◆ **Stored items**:
:::::

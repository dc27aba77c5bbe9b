use std::collections::BTreeMap;
use std::fmt;
use std::fs;
use std::io::Write;
use std::path::Path;

use anyhow::Context;
use serde::de::{self, Deserialize, Deserializer, MapAccess, SeqAccess, Visitor};
use serde_json::{Map, Value};
use tracing::{debug, info};

use super::{
    ConfigFragment, FieldKind, FieldValue, Provenance, Scalar, check_scalar, field,
    split_key_value,
};
use crate::error::DaemonError;

fn malformed(field: &str, reason: impl Into<String>) -> DaemonError {
    DaemonError::MalformedInput {
        origin: Provenance::File,
        field: field.to_string(),
        reason: reason.into(),
    }
}

pub fn read(path: &Path) -> Result<ConfigFragment, DaemonError> {
    let content = fs::read_to_string(path).map_err(|e| {
        malformed(
            "config-file",
            format!("failed to read {}: {e}", path.display()),
        )
    })?;
    parse(&content)
}

/// JSON tree that keeps every member of an object in document order, repeated keys
/// included. `serde_json::Value` keeps only the last of a repeated key.
#[derive(Debug, Clone, PartialEq)]
enum Node {
    Object(Vec<(String, Node)>),
    Value(Value),
}

impl Node {
    fn is_null(&self) -> bool {
        matches!(self, Node::Value(Value::Null))
    }

    fn to_value(&self) -> Value {
        match self {
            Node::Value(value) => value.clone(),
            Node::Object(members) => Value::Object(
                members
                    .iter()
                    .map(|(key, node)| (key.clone(), node.to_value()))
                    .collect(),
            ),
        }
    }
}

impl fmt::Display for Node {
    fn fmt(&self, f: &mut fmt::Formatter<'_>) -> fmt::Result {
        write!(f, "{}", self.to_value())
    }
}

impl<'de> Deserialize<'de> for Node {
    fn deserialize<D>(deserializer: D) -> Result<Self, D::Error>
    where
        D: Deserializer<'de>,
    {
        struct NodeVisitor;

        impl<'de> Visitor<'de> for NodeVisitor {
            type Value = Node;

            fn expecting(&self, f: &mut fmt::Formatter<'_>) -> fmt::Result {
                f.write_str("a JSON value")
            }

            fn visit_map<A>(self, mut map: A) -> Result<Node, A::Error>
            where
                A: MapAccess<'de>,
            {
                let mut members = Vec::new();
                while let Some((key, node)) = map.next_entry::<String, Node>()? {
                    members.push((key, node));
                }
                Ok(Node::Object(members))
            }

            fn visit_seq<A>(self, mut seq: A) -> Result<Node, A::Error>
            where
                A: SeqAccess<'de>,
            {
                let mut items = Vec::new();
                while let Some(node) = seq.next_element::<Node>()? {
                    items.push(node.to_value());
                }
                Ok(Node::Value(Value::Array(items)))
            }

            fn visit_bool<E: de::Error>(self, v: bool) -> Result<Node, E> {
                Ok(Node::Value(Value::Bool(v)))
            }

            fn visit_i64<E: de::Error>(self, v: i64) -> Result<Node, E> {
                Ok(Node::Value(Value::from(v)))
            }

            fn visit_u64<E: de::Error>(self, v: u64) -> Result<Node, E> {
                Ok(Node::Value(Value::from(v)))
            }

            fn visit_f64<E: de::Error>(self, v: f64) -> Result<Node, E> {
                Ok(Node::Value(Value::from(v)))
            }

            fn visit_str<E: de::Error>(self, v: &str) -> Result<Node, E> {
                Ok(Node::Value(Value::String(v.to_string())))
            }

            fn visit_string<E: de::Error>(self, v: String) -> Result<Node, E> {
                Ok(Node::Value(Value::String(v)))
            }

            fn visit_unit<E: de::Error>(self) -> Result<Node, E> {
                Ok(Node::Value(Value::Null))
            }

            fn visit_none<E: de::Error>(self) -> Result<Node, E> {
                Ok(Node::Value(Value::Null))
            }
        }

        deserializer.deserialize_any(NodeVisitor)
    }
}

/// Parses the JSON configuration document. An empty document is an empty fragment;
/// `null` values count as absent and unknown keys are skipped.
///
/// A key repeated with a different value is malformed, except inside `add-runtime`
/// where every entry is kept so the merger reports the clash as a mapping conflict.
pub fn parse(content: &str) -> Result<ConfigFragment, DaemonError> {
    let mut fragment = ConfigFragment::new(Provenance::File);
    if content.trim().is_empty() {
        return Ok(fragment);
    }

    let doc: Node = serde_json::from_str(content)
        .map_err(|e| malformed("config-file", format!("invalid JSON: {e}")))?;
    let Node::Object(doc) = doc else {
        return Err(malformed("config-file", "top-level value must be an object"));
    };

    let mut seen: BTreeMap<&str, &Node> = BTreeMap::new();
    for (key, node) in &doc {
        let Some(spec) = field(key) else {
            debug!(field = %key, "ignoring unknown configuration field");
            continue;
        };
        if !matches!(spec.kind, FieldKind::Mapping) {
            match seen.insert(key.as_str(), node) {
                Some(previous) if previous != node => {
                    return Err(malformed(
                        key,
                        format!("given more than once, as {previous} and as {node}"),
                    ));
                }
                Some(_) => continue,
                None => {}
            }
        }
        if node.is_null() {
            continue;
        }
        match spec.kind {
            FieldKind::Scalar(ty) => {
                let scalar =
                    Scalar::from_json(&node.to_value(), ty).map_err(|r| malformed(key, r))?;
                check_scalar(Provenance::File, key, &scalar)?;
                fragment.set_scalar(spec, scalar);
            }
            FieldKind::Nested(sub_fields) => {
                let Node::Object(members) = node else {
                    return Err(malformed(key, format!("expected an object, got {node}")));
                };
                let mut seen_sub: BTreeMap<&str, &Node> = BTreeMap::new();
                for (sub_key, sub_node) in members {
                    let Some((_, ty)) = sub_fields
                        .iter()
                        .find(|(name, _)| *name == sub_key.as_str())
                    else {
                        debug!(field = %key, sub_field = %sub_key, "ignoring unknown sub-field");
                        continue;
                    };
                    if let Some(previous) = seen_sub.insert(sub_key.as_str(), sub_node) {
                        if previous != sub_node {
                            return Err(malformed(
                                &format!("{key}.{sub_key}"),
                                "given more than once with different values",
                            ));
                        }
                    }
                    if sub_node.is_null() {
                        continue;
                    }
                    let scalar = Scalar::from_json(&sub_node.to_value(), *ty)
                        .map_err(|r| malformed(&format!("{key}.{sub_key}"), r))?;
                    fragment.set_nested(spec, sub_key, scalar);
                }
            }
            FieldKind::Set => {
                let Node::Value(Value::Array(items)) = node else {
                    return Err(malformed(key, format!("expected an array, got {node}")));
                };
                fragment.touch_set(spec);
                for item in items {
                    let Value::String(item) = item else {
                        return Err(malformed(key, format!("expected strings, got {item}")));
                    };
                    if spec.name == super::LABEL {
                        split_key_value(Provenance::File, key, item, false)?;
                    }
                    fragment.add_to_set(spec, item.clone());
                }
            }
            FieldKind::Mapping => {
                let Node::Object(entries) = node else {
                    return Err(malformed(key, format!("expected an object, got {node}")));
                };
                fragment.touch_mapping(spec);
                for (name, entry) in entries {
                    let path = runtime_path(key, name, entry)?;
                    let (name, path) = split_key_value(
                        Provenance::File,
                        key,
                        &format!("{name}={path}"),
                        true,
                    )?;
                    fragment.push_mapping(spec, name, path);
                }
            }
        }
    }
    Ok(fragment)
}

/// An `add-runtime` entry is either a path or `{"path": "..."}`.
fn runtime_path(key: &str, name: &str, entry: &Node) -> Result<String, DaemonError> {
    match entry {
        Node::Value(Value::String(path)) => Ok(path.clone()),
        Node::Object(members) => members
            .iter()
            .rev()
            .find_map(|(member, node)| match (member.as_str(), node) {
                ("path", Node::Value(Value::String(path))) => Some(path.clone()),
                _ => None,
            })
            .ok_or_else(|| malformed(key, format!("runtime `{name}` is missing a string `path`"))),
        other => Err(malformed(
            key,
            format!("runtime `{name}` must be a path or an object, got {other}"),
        )),
    }
}

/// Folds `changes` into the file at `path` without a running daemon: sets are
/// extended, mappings gain entries, scalars and nested objects are replaced.
pub fn update(path: &Path, changes: &ConfigFragment) -> Result<(), DaemonError> {
    let existing = match fs::read_to_string(path) {
        Ok(content) => content,
        Err(e) if e.kind() == std::io::ErrorKind::NotFound => String::new(),
        Err(e) => return Err(e.into()),
    };
    // refuse to rewrite a file the daemon itself would reject
    parse(&existing)?;

    let mut doc = if existing.trim().is_empty() {
        Map::new()
    } else {
        match serde_json::from_str::<Value>(&existing) {
            Ok(Value::Object(doc)) => doc,
            _ => Map::new(),
        }
    };

    for (name, value) in changes.iter() {
        let merged = match (doc.remove(name), value) {
            (Some(Value::Array(mut items)), FieldValue::Set(added)) => {
                for item in added {
                    let item = Value::String(item.clone());
                    if !items.contains(&item) {
                        items.push(item);
                    }
                }
                Value::Array(items)
            }
            (Some(Value::Object(mut entries)), FieldValue::Mapping(added)) => {
                for (key, path) in added {
                    entries.insert(key.clone(), Value::String(path.clone()));
                }
                Value::Object(entries)
            }
            (_, value) => value.to_json(),
        };
        doc.insert(name.to_string(), merged);
    }

    let rendered = serde_json::to_string_pretty(&Value::Object(doc))
        .context("failed to render configuration file")?;
    write_atomically(path, rendered.as_bytes())?;
    info!(path = %path.display(), "configuration file updated");
    Ok(())
}

fn write_atomically(path: &Path, content: &[u8]) -> Result<(), DaemonError> {
    if let Some(parent) = path.parent().filter(|p| !p.as_os_str().is_empty()) {
        fs::create_dir_all(parent)
            .with_context(|| format!("failed to create {}", parent.display()))?;
    }
    let tmp = path.with_extension("json.tmp");
    let mut file = fs::File::create(&tmp)
        .with_context(|| format!("failed to create {}", tmp.display()))?;
    file.write_all(content)?;
    file.write_all(b"\n")?;
    file.sync_all()?;
    fs::rename(&tmp, path)
        .with_context(|| format!("failed to replace {}", path.display()))?;
    Ok(())
}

:::::

◆ **AIM OF THE TASK**: All that is wanted is the stretch of lines above from the one containing "fn visit_f64<E: de::Error>(self, v: f64)" through the one containing "fn visit_unit<E: de::Error>(self)", duplicated exactly.

◆ **ANSWER BOX**:
            fn visit_f64<E: de::Error>(self, v: f64) -> Result<Node, E> {
                Ok(Node::Value(Value::from(v)))
            }

            fn visit_str<E: de::Error>(self, v: &str) -> Result<Node, E> {
                Ok(Node::Value(Value::String(v.to_string())))
            }

            fn visit_string<E: de::Error>(self, v: String) -> Result<Node, E> {
                Ok(Node::Value(Value::String(v)))
            }

            fn visit_unit<E: de::Error>(self) -> Result<Node, E> {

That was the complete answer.